**TASK REQUIREMENTS**: Copy out again, unchanged, the listing below from the line that has "MCP tool definitions." through the line that has "pub const CREATE_IMAGE_SLIDE: &str".

####

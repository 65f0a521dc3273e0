//! MCP tool definitions.
//!
//! Every schema is closed (`additionalProperties: false`) so that
//! [`crate::arguments::parse`] can reject misspelled or stray fields.

use std::sync::OnceLock;

use serde_json::{json, Value};
use slideforge_core::{ImageLayout, THEMES};

use crate::protocol::ToolDefinition;

pub const CREATE_SLIDEV_PROJECT: &str = "create-slidev-project";
pub const GENERATE_PRESENTATION: &str = "generate-presentation";
pub const GENERATE_OUTLINE: &str = "generate-outline";
pub const RECOMMEND_THEME: &str = "recommend-theme";
pub const RECOMMEND_LAYOUT: &str = "recommend-layout";
pub const CREATE_COMPARISON: &str = "create-comparison";
pub const CREATE_IMAGE_SLIDE: &str = "create-image-slide";
pub const FORMAT_CODE: &str = "format-code";
pub const VALIDATE_CONTENT: &str = "validate-content";
pub const LIST_CATALOG: &str = "list-catalog";

fn tool(name: &str, description: &str, input_schema: Value) -> ToolDefinition {
    ToolDefinition {
        name: name.to_string(),
        description: description.to_string(),
        input_schema,
    }
}

fn duration_property() -> Value {
    json!({
        "type": "integer",
        "description": "Talk length in minutes (default: 30). Two minutes per slide, between 5 and 20 slides"
    })
}

fn theme_property() -> Value {
    json!({
        "type": "string",
        "description": format!(
            "Slidev theme. Known themes: {}. Other names are used verbatim",
            THEMES.join(", ")
        )
    })
}

fn output_path_property(action: &str) -> Value {
    json!({
        "type": "string",
        "description": format!("Relative file path to {}", action)
    })
}

/// All tools exposed by the server, built on first use.
pub fn tool_definitions() -> &'static [ToolDefinition] {
    static TOOLS: OnceLock<Vec<ToolDefinition>> = OnceLock::new();
    TOOLS.get_or_init(build_tools)
}

/// Owned copy of [`tool_definitions`] for `tools/list` responses.
pub fn available_tools() -> Vec<ToolDefinition> {
    tool_definitions().to_vec()
}

fn build_tools() -> Vec<ToolDefinition> {
    let image_layouts: Vec<&str> = [
        ImageLayout::Image,
        ImageLayout::ImageLeft,
        ImageLayout::ImageRight,
    ]
    .iter()
    .map(ImageLayout::as_str)
    .collect();

    vec![
        tool(
            CREATE_SLIDEV_PROJECT,
            "Scaffold a Slidev project directory with slides.md, package.json and README.md",
            json!({
                "type": "object",
                "properties": {
                    "name": {
                        "type": "string",
                        "minLength": 1,
                        "description": "Project directory name, relative to the output root"
                    },
                    "title": {
                        "type": "string",
                        "description": "Presentation title (default: project name)"
                    },
                    "author": {
                        "type": "string",
                        "description": "Presenter name (default: configured author)"
                    },
                    "theme": theme_property(),
                    "durationMinutes": duration_property()
                },
                "required": ["name"],
                "additionalProperties": false
            }),
        ),
        tool(
            GENERATE_PRESENTATION,
            "Generate a complete Slidev deck for a topic and optionally save it to a file",
            json!({
                "type": "object",
                "properties": {
                    "topic": {
                        "type": "string",
                        "minLength": 1,
                        "description": "Presentation topic, used as the title"
                    },
                    "author": {
                        "type": "string",
                        "description": "Presenter name (default: configured author)"
                    },
                    "durationMinutes": duration_property(),
                    "theme": theme_property(),
                    "style": {
                        "type": "string",
                        "description": "Style hint for theme selection, e.g. academic, technical, casual"
                    },
                    "outputPath": output_path_property("write the deck to")
                },
                "required": ["topic"],
                "additionalProperties": false
            }),
        ),
        tool(
            GENERATE_OUTLINE,
            "Generate the ordered section outline for a talk",
            json!({
                "type": "object",
                "properties": {
                    "topic": {
                        "type": "string",
                        "minLength": 1,
                        "description": "Presentation topic"
                    },
                    "durationMinutes": duration_property()
                },
                "required": ["topic"],
                "additionalProperties": false
            }),
        ),
        tool(
            RECOMMEND_THEME,
            "Recommend a Slidev theme from a topic and optional style hint",
            json!({
                "type": "object",
                "properties": {
                    "topic": {
                        "type": "string",
                        "description": "Presentation topic"
                    },
                    "style": {
                        "type": "string",
                        "description": "Style hint, e.g. academic, creative, formal, casual"
                    }
                },
                "required": ["topic"],
                "additionalProperties": false
            }),
        ),
        tool(
            RECOMMEND_LAYOUT,
            "Recommend a slide layout from a description of the slide content",
            json!({
                "type": "object",
                "properties": {
                    "description": {
                        "type": "string",
                        "description": "What the slide should show"
                    }
                },
                "required": ["description"],
                "additionalProperties": false
            }),
        ),
        tool(
            CREATE_COMPARISON,
            "Create a two-column comparison slide, optionally appending it to a deck",
            json!({
                "type": "object",
                "properties": {
                    "title": { "type": "string", "description": "Slide heading" },
                    "leftTitle": { "type": "string", "description": "Left column heading" },
                    "leftItems": {
                        "type": "array",
                        "items": { "type": "string" },
                        "description": "Left column bullet points"
                    },
                    "rightTitle": { "type": "string", "description": "Right column heading" },
                    "rightItems": {
                        "type": "array",
                        "items": { "type": "string" },
                        "description": "Right column bullet points"
                    },
                    "outputPath": output_path_property("an existing deck to append the slide to")
                },
                "required": ["title", "leftTitle", "leftItems", "rightTitle", "rightItems"],
                "additionalProperties": false
            }),
        ),
        tool(
            CREATE_IMAGE_SLIDE,
            "Create an image slide, optionally appending it to a deck",
            json!({
                "type": "object",
                "properties": {
                    "title": { "type": "string", "description": "Slide heading" },
                    "imagePath": {
                        "type": "string",
                        "minLength": 1,
                        "description": "Image path or URL"
                    },
                    "caption": { "type": "string", "description": "Optional caption" },
                    "layout": {
                        "type": "string",
                        "enum": image_layouts,
                        "description": "Image layout (default: image)"
                    },
                    "outputPath": output_path_property("an existing deck to append the slide to")
                },
                "required": ["title", "imagePath"],
                "additionalProperties": false
            }),
        ),
        tool(
            FORMAT_CODE,
            "Wrap code in a fenced, language-tagged block for a slide",
            json!({
                "type": "object",
                "properties": {
                    "code": { "type": "string", "description": "Source code" },
                    "language": {
                        "type": "string",
                        "description": "Language tag (default: configured code language)"
                    }
                },
                "required": ["code"],
                "additionalProperties": false
            }),
        ),
        tool(
            VALIDATE_CONTENT,
            "Check Slidev markdown for missing front-matter, missing separators and empty slides",
            json!({
                "type": "object",
                "properties": {
                    "content": { "type": "string", "description": "Markdown to check" },
                    "path": { "type": "string", "description": "Relative path of a deck file to check" }
                },
                "oneOf": [
                    { "required": ["content"] },
                    { "required": ["path"] }
                ],
                "additionalProperties": false
            }),
        ),
        tool(
            LIST_CATALOG,
            "List the known Slidev themes and layouts",
            json!({
                "type": "object",
                "properties": {},
                "additionalProperties": false
            }),
        ),
    ]
}

/// Look up a tool definition by name.
pub fn find_tool(name: &str) -> Option<&'static ToolDefinition> {
    tool_definitions().iter().find(|t| t.name == name)
}

#[cfg(test)]
mod tests {
    use super::*;
    use std::collections::HashSet;

    #[test]
    fn test_tool_names_are_unique() {
        let tools = available_tools();
        let names: HashSet<_> = tools.iter().map(|t| t.name.as_str()).collect();
        assert_eq!(names.len(), tools.len());
        assert_eq!(tools.len(), 10);
    }

    #[test]
    fn test_every_schema_is_a_closed_object() {
        for tool in available_tools() {
            assert_eq!(tool.input_schema["type"], "object", "{}", tool.name);
            assert_eq!(
                tool.input_schema["additionalProperties"], false,
                "{}",
                tool.name
            );
            assert!(!tool.description.is_empty());
        }
    }

    #[test]
    fn test_required_fields_are_declared_properties() {
        for tool in available_tools() {
            let properties = tool.input_schema["properties"].as_object().unwrap();
            if let Some(required) = tool.input_schema["required"].as_array() {
                for field in required {
                    let field = field.as_str().unwrap();
                    assert!(
                        properties.contains_key(field),
                        "{} requires undeclared {}",
                        tool.name,
                        field
                    );
                }
            }
        }
    }

    #[test]
    fn test_image_layout_enum() {
        let tool = find_tool(CREATE_IMAGE_SLIDE).unwrap();
        assert_eq!(
            tool.input_schema["properties"]["layout"]["enum"],
            json!(["image", "image-left", "image-right"])
        );
    }

    #[test]
    fn test_find_tool() {
        assert!(find_tool(GENERATE_OUTLINE).is_some());
        assert!(find_tool("get_issues").is_none());
    }

    #[test]
    fn test_definitions_are_built_once() {
        let first = find_tool(FORMAT_CODE).unwrap();
        let second = find_tool(FORMAT_CODE).unwrap();
        assert!(std::ptr::eq(first, second));
        assert!(std::ptr::eq(tool_definitions(), tool_definitions()));
        assert_eq!(available_tools().len(), tool_definitions().len());
    }
}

####

**ANSWER TO THE PROBLEM**:
//! MCP tool definitions.
//!
//! Every schema is closed (`additionalProperties: false`) so that
//! [`crate::arguments::parse`] can reject misspelled or stray fields.

use std::sync::OnceLock;

use serde_json::{json, Value};
use slideforge_core::{ImageLayout, THEMES};

use crate::protocol::ToolDefinition;

pub const CREATE_SLIDEV_PROJECT: &str = "create-slidev-project";
pub const GENERATE_PRESENTATION: &str = "generate-presentation";
pub const GENERATE_OUTLINE: &str = "generate-outline";
pub const RECOMMEND_THEME: &str = "recommend-theme";
pub const RECOMMEND_LAYOUT: &str = "recommend-layout";
pub const CREATE_COMPARISON: &str = "create-comparison";
pub const CREATE_IMAGE_SLIDE: &str = "create-image-slide";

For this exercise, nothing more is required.